> WHAT YOU WILL DO: Of the material below, the lines to be retyped are those from the line containing "Number of stores." through the line containing "data stores. Cancelling", inclusive; reproduce them exactly.
******************************
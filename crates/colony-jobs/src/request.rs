//! The request-system boundary seen by dispatch jobs.
//!
//! Jobs never own their task queue. The queue lives in a data store owned by
//! the colony's request system and the job keeps only the store's token.
//! Changing a request's state may call back into the queue (a cancelled
//! request is pulled out of whatever queue holds it), so callers must not
//! assume the queue is unchanged across [`RequestSystem::update_request_state`].

use std::collections::BTreeMap;

use colony_types::{DataStoreToken, RequestState, TaskToken};
use serde::{Deserialize, Serialize};
use serde_json::Value;
use tracing::{debug, info};

use crate::error::JobError;
use crate::queue::TaskQueue;

/// What a dispatch job needs from the colony's request system.
pub trait RequestSystem {
    /// Allocate a fresh, empty delivery data store.
    fn create_delivery_store(&mut self) -> DataStoreToken;

    /// The queue stored under `token`, if it exists.
    fn delivery_store(&self, token: DataStoreToken) -> Option<&TaskQueue>;

    /// The queue stored under `token`, created empty if missing.
    fn delivery_store_mut(&mut self, token: DataStoreToken) -> &mut TaskQueue;

    /// Move a request to `state`.
    fn update_request_state(&mut self, token: TaskToken, state: RequestState);
}

/// Owns the delivery data stores of one colony.
#[derive(Debug, Clone, Default, PartialEq, Eq, Serialize, Deserialize)]
#[serde(transparent)]
pub struct DataStoreManager {
    stores: BTreeMap<DataStoreToken, TaskQueue>,
}

impl DataStoreManager {
    /// Create an empty manager.
    pub const fn new() -> Self {
        Self {
            stores: BTreeMap::new(),
        }
    }

    /// Allocate a new empty store.
    pub fn create(&mut self) -> DataStoreToken {
        let token = DataStoreToken::new();
        self.stores.insert(token, TaskQueue::new());
        token
    }

    /// Look up a store.
    pub fn get(&self, token: DataStoreToken) -> Option<&TaskQueue> {
        self.stores.get(&token)
    }

    /// Look up a store, creating it empty if missing.
    pub fn get_or_create(&mut self, token: DataStoreToken) -> &mut TaskQueue {
        self.stores.entry(token).or_default()
    }

    /// Drop a store, e.g. when its job is removed.
    pub fn remove(&mut self, token: DataStoreToken) -> Option<TaskQueue> {
        self.stores.remove(&token)
    }

    /// Number of stores.
    pub fn len(&self) -> usize {
        self.stores.len()
    }

    /// Whether no store exists.
    pub fn is_empty(&self) -> bool {
        self.stores.is_empty()
    }

    fn iter_mut(&mut self) -> impl Iterator<Item = (&DataStoreToken, &mut TaskQueue)> {
        self.stores.iter_mut()
    }
}

/// In-memory request system.
///
/// Tracks each request's state and owns the delivery data stores. Cancelling
/// a request removes it from the queue holding it under the task-deletion
/// rules of [`TaskQueue::on_task_deletion`].
#[derive(Debug, Clone, Default, PartialEq, Eq, Serialize, Deserialize)]
pub struct StandardRequestSystem {
    #[serde(rename = "requests", default)]
    states: BTreeMap<TaskToken, RequestState>,
    #[serde(rename = "dataStores", default)]
    stores: DataStoreManager,
}

impl StandardRequestSystem {
    /// Create an empty request system.
    pub const fn new() -> Self {
        Self {
            states: BTreeMap::new(),
            stores: DataStoreManager::new(),
        }
    }

    /// Open a new request in the `Created` state.
    pub fn create_request(&mut self) -> TaskToken {
        let token = TaskToken::new();
        self.states.insert(token, RequestState::Created);
        token
    }

    /// Current state of a request.
    pub fn request_state(&self, token: TaskToken) -> Option<RequestState> {
        self.states.get(&token).copied()
    }

    /// Requests not yet in a terminal state.
    pub fn open_requests(&self) -> impl Iterator<Item = TaskToken> + '_ {
        self.states
            .iter()
            .filter(|(_, state)| !state.is_terminal())
            .map(|(token, _)| *token)
    }

    /// The data stores.
    pub const fn data_stores(&self) -> &DataStoreManager {
        &self.stores
    }

    /// The data stores, mutably.
    pub const fn data_stores_mut(&mut self) -> &mut DataStoreManager {
        &mut self.stores
    }

    /// Serialize every request state and delivery store, queue contents and
    /// returning flags included.
    pub fn to_value(&self) -> Value {
        serde_json::to_value(self).unwrap_or(Value::Null)
    }

    /// Restore a request system written by [`to_value`](Self::to_value).
    pub fn from_value(value: Value) -> Result<Self, JobError> {
        let restored: Self = serde_json::from_value(value)?;
        debug!(
            requests = restored.states.len(),
            stores = restored.stores.len(),
            "request system restored"
        );
        Ok(restored)
    }
}

impl RequestSystem for StandardRequestSystem {
    fn create_delivery_store(&mut self) -> DataStoreToken {
        self.stores.create()
    }

    fn delivery_store(&self, token: DataStoreToken) -> Option<&TaskQueue> {
        self.stores.get(token)
    }

    fn delivery_store_mut(&mut self, token: DataStoreToken) -> &mut TaskQueue {
        self.stores.get_or_create(token)
    }

    fn update_request_state(&mut self, token: TaskToken, state: RequestState) {
        let previous = self.states.insert(token, state);
        debug!(request = %token, ?previous, ?state, "request state updated");

        if state == RequestState::Cancelled {
            for (store, queue) in self.stores.iter_mut() {
                if queue.on_task_deletion(token) {
                    info!(request = %token, %store, "cancelled request removed from delivery queue");
                }
            }
        }
    }
}
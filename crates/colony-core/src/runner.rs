//! Async run loop for a colony scheduler.
//!
//! [`run_colony`] ticks the scheduler at the operator's tick interval until
//! the tick limit is reached or a stop is requested, honoring pause/resume
//! between ticks. Colony-level work that is not part of any citizen AI (the
//! work-order sweep, request generation) hangs off the [`TickCallback`].

use std::sync::Arc;

use colony_ai::AiState;
use tracing::{info, warn};

use crate::clock::ClockError;
use crate::operator::{OperatorState, RunEndReason};
use crate::scheduler::{Scheduler, TickSummary};

/// Errors that can occur during a run.
#[derive(Debug, thiserror::Error)]
pub enum RunnerError {
    /// The clock could not advance.
    #[error("clock error: {source}")]
    Clock {
        /// The underlying clock error.
        #[from]
        source: ClockError,
    },
}

/// Result of a run.
#[derive(Debug)]
pub struct RunResult {
    /// Why the run ended.
    pub end_reason: RunEndReason,
    /// Number of ticks executed.
    pub total_ticks: u64,
    /// Agent faults reported across the run.
    pub total_faults: u64,
    /// Last tick evaluated, if any.
    pub final_tick: Option<u64>,
}

/// Called after each scheduler tick.
pub trait TickCallback<S> {
    /// Inspect the tick and do colony-level work. The scheduler is handed
    /// over mutably so callbacks can register or remove citizens.
    fn on_tick(&mut self, summary: &TickSummary<S>, scheduler: &mut Scheduler<S>);
}

/// A callback that does nothing.
pub struct NoOpCallback;

impl<S> TickCallback<S> for NoOpCallback {
    fn on_tick(&mut self, _summary: &TickSummary<S>, _scheduler: &mut Scheduler<S>) {}
}

/// Run `scheduler` until a termination condition is met.
pub async fn run_colony<S: AiState>(
    scheduler: &mut Scheduler<S>,
    operator: &Arc<OperatorState>,
    callback: &mut dyn TickCallback<S>,
) -> Result<RunResult, RunnerError> {
    let mut total_ticks: u64 = 0;
    let mut total_faults: u64 = 0;
    let mut final_tick = None;

    info!(
        agents = scheduler.len(),
        max_ticks = operator.max_ticks(),
        tick_interval_ms = operator.tick_interval_ms(),
        "Colony run starting"
    );

    let end_reason = loop {
        if operator.is_paused() {
            info!("Run paused, waiting for resume...");
            operator.wait_if_paused().await;
            info!("Run resumed");
        }

        if operator.is_stop_requested() {
            info!("Operator stop requested");
            break RunEndReason::OperatorStop;
        }

        let summary = scheduler.tick()?;
        total_ticks = total_ticks.saturating_add(1);
        let faults = u64::try_from(summary.faults.len()).unwrap_or(u64::MAX);
        total_faults = total_faults.saturating_add(faults);
        final_tick = Some(summary.tick);

        callback.on_tick(&summary, scheduler);

        if operator.tick_limit_reached(total_ticks) {
            info!(
                tick = summary.tick,
                max_ticks = operator.max_ticks(),
                "Tick limit reached"
            );
            break RunEndReason::MaxTicksReached;
        }

        let interval_ms = operator.tick_interval_ms();
        if interval_ms > 0 {
            tokio::time::sleep(tokio::time::Duration::from_millis(interval_ms)).await;
        } else {
            tokio::task::yield_now().await;
        }
    };

    operator.set_end_reason(end_reason).await;
    Ok(RunResult {
        end_reason,
        total_ticks,
        total_faults,
        final_tick,
    })
}

/// Log how a run ended.
pub fn log_run_end(result: &RunResult, operator: &OperatorState) {
    info!(
        reason = ?result.end_reason,
        total_ticks = result.total_ticks,
        final_tick = result.final_tick,
        elapsed_ms = operator.elapsed_ms(),
        "Colony run ended"
    );
    if result.total_faults > 0 {
        warn!(faults = result.total_faults, "agent faults occurred during the run");
    }
}

#[cfg(test)]
#[allow(clippy::unwrap_used)]
mod tests {
    use colony_ai::{AiAgent, AiTarget, OffsetCounter};
    use colony_types::{CitizenId, CitizenState};

    use super::*;

    fn scheduler_with_walker() -> Scheduler<CitizenState> {
        let counter = OffsetCounter::new();
        let mut scheduler: Scheduler<CitizenState> = Scheduler::new();
        scheduler.register(
            CitizenId::new(1).unwrap(),
            Box::new(AiAgent::new(CitizenState::Idle, ()).with_targets([
                AiTarget::on(CitizenState::Idle)
                    .transition_to(CitizenState::Delivery)
                    .build_with(&counter),
                AiTarget::on(CitizenState::Delivery)
                    .transition_to(CitizenState::Idle)
                    .build_with(&counter),
            ])),
        );
        scheduler
    }

    #[tokio::test]
    async fn bounded_by_max_ticks() {
        let mut scheduler = scheduler_with_walker();
        let operator = Arc::new(OperatorState::with_limits(0, 5));

        let result = run_colony(&mut scheduler, &operator, &mut NoOpCallback)
            .await
            .unwrap();

        assert_eq!(result.end_reason, RunEndReason::MaxTicksReached);
        assert_eq!(result.total_ticks, 5);
        assert_eq!(result.final_tick, Some(4));
        assert_eq!(scheduler.clock().tick(), 5);
        assert_eq!(operator.end_reason().await, Some(RunEndReason::MaxTicksReached));
    }

    #[tokio::test]
    async fn operator_stop_before_first_tick() {
        let mut scheduler = scheduler_with_walker();
        let operator = Arc::new(OperatorState::with_limits(0, 0));
        operator.request_stop();

        let result = run_colony(&mut scheduler, &operator, &mut NoOpCallback)
            .await
            .unwrap();

        assert_eq!(result.end_reason, RunEndReason::OperatorStop);
        assert_eq!(result.total_ticks, 0);
        assert_eq!(result.final_tick, None);
    }

    #[tokio::test]
    async fn callback_sees_every_tick_and_can_stop() {
        struct StopAfter {
            operator: Arc<OperatorState>,
            seen: Vec<u64>,
        }
        impl TickCallback<CitizenState> for StopAfter {
            fn on_tick(
                &mut self,
                summary: &TickSummary<CitizenState>,
                _scheduler: &mut Scheduler<CitizenState>,
            ) {
                self.seen.push(summary.tick);
                if self.seen.len() == 3 {
                    self.operator.request_stop();
                }
            }
        }

        let mut scheduler = scheduler_with_walker();
        let operator = Arc::new(OperatorState::with_limits(0, 0));
        let mut callback = StopAfter {
            operator: Arc::clone(&operator),
            seen: Vec::new(),
        };

        let result = run_colony(&mut scheduler, &operator, &mut callback)
            .await
            .unwrap();

        assert_eq!(result.end_reason, RunEndReason::OperatorStop);
        assert_eq!(callback.seen, vec![0, 1, 2]);
        assert_eq!(
            scheduler.current_state(CitizenId::new(1).unwrap()),
            Some(CitizenState::Delivery)
        );
    }
}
******************************
> FINISHED TASK:
    /// Number of stores.
    pub fn len(&self) -> usize {
        self.stores.len()
    }

    /// Whether no store exists.
    pub fn is_empty(&self) -> bool {
        self.stores.is_empty()
    }

    fn iter_mut(&mut self) -> impl Iterator<Item = (&DataStoreToken, &mut TaskQueue)> {
        self.stores.iter_mut()
    }
}

/// In-memory request system.
///
/// Tracks each request's state and owns the delivery data stores. Cancelling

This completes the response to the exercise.